| WORK INSTRUCTION |
Skip all lines in the entries below that come before the one containing "Shared handler state". Repeat that line and the rest exactly.

[Collected data entries]
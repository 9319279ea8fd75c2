/// Error types for nutritionist-service
///
/// Every variant renders through the same response envelope as successful
/// calls. Store and internal faults are logged with their detail and answered
/// with a generic message.
use actix_web::{error::ResponseError, http::StatusCode, HttpResponse};
use thiserror::Error;
use tracing::error;

use crate::handlers::ApiResponse;

/// Result type for nutritionist-service operations
pub type Result<T> = std::result::Result<T, AppError>;

#[derive(Debug, Error)]
pub enum AppError {
    /// Requested nutritionist does not exist
    #[error("Not found: {0}")]
    NotFound(String),

    /// Malformed request parameters
    #[error("Validation error: {0}")]
    ValidationError(String),

    /// Record store unreachable; safe for the caller to retry
    #[error("Store unavailable: {0}")]
    StoreUnavailable(String),

    /// Store reachable but the query failed
    #[error("Database error: {0}")]
    Database(String),

    #[error("Internal error: {0}")]
    Internal(String),
}

impl AppError {
    /// Message that is safe to hand back to API clients.
    pub fn public_message(&self) -> String {
        match self {
            AppError::NotFound(msg) | AppError::ValidationError(msg) => msg.clone(),
            AppError::StoreUnavailable(_) => "Service temporarily unavailable".to_string(),
            AppError::Database(_) | AppError::Internal(_) => "Internal server error".to_string(),
        }
    }
}

impl ResponseError for AppError {
    fn status_code(&self) -> StatusCode {
        match self {
            AppError::NotFound(_) => StatusCode::NOT_FOUND,
            AppError::ValidationError(_) => StatusCode::BAD_REQUEST,
            AppError::StoreUnavailable(_) => StatusCode::SERVICE_UNAVAILABLE,
            AppError::Database(_) | AppError::Internal(_) => StatusCode::INTERNAL_SERVER_ERROR,
        }
    }

    fn error_response(&self) -> HttpResponse {
        let status = self.status_code();
        if status.is_server_error() {
            error!(error = %self, status = status.as_u16(), "Request failed");
        }

        HttpResponse::build(status).json(ApiResponse::<()>::failure(status, self.public_message()))
    }
}

impl From<sqlx::Error> for AppError {
    fn from(err: sqlx::Error) -> Self {
        match &err {
            sqlx::Error::PoolTimedOut
            | sqlx::Error::PoolClosed
            | sqlx::Error::WorkerCrashed
            | sqlx::Error::Io(_)
            | sqlx::Error::Tls(_) => AppError::StoreUnavailable(err.to_string()),
            _ => AppError::Database(err.to_string()),
        }
    }
}
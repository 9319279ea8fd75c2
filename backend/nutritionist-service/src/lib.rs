/// Nutritionist Service Library
///
/// Read side of the NuCares platform: the home-page top-rated listing, the
/// paginated nutritionist directory and the public profile view.
///
/// # Modules
///
/// - `handlers`: HTTP request handlers and the response envelope
/// - `models`: Store records and API view types
/// - `services`: Ranking, directory and profile assembly
/// - `db`: Record store trait plus PostgreSQL and in-memory implementations
/// - `error`: Error types and handling
/// - `config`: Configuration management
/// - `metrics`: Prometheus collectors
pub mod config;
pub mod db;
pub mod error;
pub mod handlers;
pub mod metrics;
pub mod models;
pub mod services;

#[cfg(test)]
mod test_support;

use std::sync::Arc;

use config::RankingConfig;
use db::RecordStore;
use services::{DirectoryService, ImageUrlResolver, ProfileService, RankingService};

pub use config::Config;
pub use error::{AppError, Result};

/// Shared handler state
pub struct AppState {
    pub ranking: RankingService,
    pub directory: DirectoryService,
    pub profile: ProfileService,
}

impl AppState {
    pub fn new(
        store: Arc<dyn RecordStore>,
        images: Arc<dyn ImageUrlResolver>,
        ranking: &RankingConfig,
    ) -> Self {
        Self {
            ranking: RankingService::new(store.clone(), images.clone(), ranking),
            directory: DirectoryService::new(store.clone(), images.clone()),
            profile: ProfileService::new(store, images),
        }
    }
}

| RESULT FOR THIS TASK |
/// Shared handler state
pub struct AppState {
    pub ranking: RankingService,
    pub directory: DirectoryService,
    pub profile: ProfileService,
}

impl AppState {
    pub fn new(
        store: Arc<dyn RecordStore>,
        images: Arc<dyn ImageUrlResolver>,
        ranking: &RankingConfig,
    ) -> Self {
        Self {
            ranking: RankingService::new(store.clone(), images.clone(), ranking),
            directory: DirectoryService::new(store.clone(), images.clone()),
            profile: ProfileService::new(store, images),
        }
    }
}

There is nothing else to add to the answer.